A video recording of Wednesday’s CIE, which includes all of the information contained within this article and more, can be viewed on the USAG-HI Facebook page at http://facebook.com/usaghawaii.

Sign Up for AtHoc
All active duty service members should sign up for the AtHoc Mass Warning Emergency Notification System. Soldiers, civilian employees and contractors who have Common Access Cards (CACs) may do this by logging on to their government computers and clicking on the purple AtHoc icon.

From there, they may follow a series of steps to activate the system. They should choose to have notifications sent to their home landlines and cellphones in addition to popup alerts on their government computers. Otherwise, they will not receive notifications while they are away from their workstations or off duty.

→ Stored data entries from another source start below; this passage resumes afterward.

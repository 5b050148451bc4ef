//! Type-safe price representation using decimal arithmetic.
//!
//! Cart totals are sums of many item prices; doing that in binary floating
//! point drifts (`10 + 5.5 + 2.49` is not `17.99` in `f64`). Amounts here are
//! [`Decimal`] throughout and only rounded when formatted.

use core::fmt;

use rust_decimal::{Decimal, RoundingStrategy};
use serde::{Deserialize, Serialize};

/// A price with currency information.
#[derive(Debug, Clone, Copy, PartialEq, Eq, Serialize, Deserialize)]
pub struct Price {
    /// Amount in the currency's standard unit (e.g., dollars, not cents).
    pub amount: Decimal,
    /// ISO 4217 currency code.
    pub currency_code: CurrencyCode,
}

impl Price {
    /// Number of decimal places shown when a price is displayed.
    pub const DISPLAY_SCALE: u32 = 2;

    /// Create a new price.
    #[must_use]
    pub const fn new(amount: Decimal, currency_code: CurrencyCode) -> Self {
        Self {
            amount,
            currency_code,
        }
    }

    /// Sum a sequence of amounts into a single price.
    ///
    /// An empty sequence yields a zero price. Returns `None` if the sum does
    /// not fit in a [`Decimal`].
    #[must_use]
    pub fn total<I>(amounts: I, currency_code: CurrencyCode) -> Option<Self>
    where
        I: IntoIterator<Item = Decimal>,
    {
        let amount = amounts
            .into_iter()
            .try_fold(Decimal::ZERO, Decimal::checked_add)?;
        Some(Self::new(amount, currency_code))
    }

    /// Format for display (e.g., "$19.99").
    ///
    /// Always shows exactly two decimal places, rounding midpoints away from zero.
    #[must_use]
    pub fn display(&self) -> String {
        let mut rounded = self
            .amount
            .round_dp_with_strategy(Self::DISPLAY_SCALE, RoundingStrategy::MidpointAwayFromZero);
        rounded.rescale(Self::DISPLAY_SCALE);
        format!("{}{rounded}", self.currency_code.symbol())
    }
}

impl fmt::Display for Price {
    fn fmt(&self, f: &mut fmt::Formatter<'_>) -> fmt::Result {
        f.write_str(&self.display())
    }
}

/// ISO 4217 currency codes.
#[derive(Debug, Clone, Copy, PartialEq, Eq, Hash, Serialize, Deserialize, Default)]
pub enum CurrencyCode {
    #[default]
    USD,
    EUR,
    GBP,
    CAD,
    AUD,
}

impl CurrencyCode {
    #[must_use]
    pub const fn symbol(&self) -> &'static str {
        match self {
            Self::USD | Self::CAD | Self::AUD => "$",
            Self::EUR => "€",
            Self::GBP => "£",
        }
    }

    #[must_use]
    pub const fn code(&self) -> &'static str {
        match self {
            Self::USD => "USD",
            Self::EUR => "EUR",
            Self::GBP => "GBP",
            Self::CAD => "CAD",
            Self::AUD => "AUD",
        }
    }
}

Under the current AtHoc system, they may sign up one non-CAC-holding family member for alerts. An option to add more family members is in the works.

The AtHoc system is also available as an app for iOS and Android smartphones. When downloading the app, make sure you are selecting the correct installation – USAG-Hawaii. Users must have an active email set up in the USAG-HI AtHoc Mass Warning and Notification system before downloading and installing the app.

When users change locations they should remember to update their information in the AtHoc system.

The AtHoc system alerts users to hazards and emergencies on and surrounding USAG-HI installations. These may include hurricane and tsunami warnings, electrical outages, road closures and bomb threats.

While Army in Hawaii expects 100 percent of its Soldiers to be enrolled in the system, it is currently less than halfway to that goal, although the numbers are climbing.

The false missile alert on Jan. 13 has made preparedness more important than ever and signing up for AtHoc not only ensures that Soldiers and their families are kept informed, it also helps commanders plan for and improve their preparedness and response capabilities.

If you have questions about enrolling in the AtHoc system, contact your unit’s AtHoc end user manager.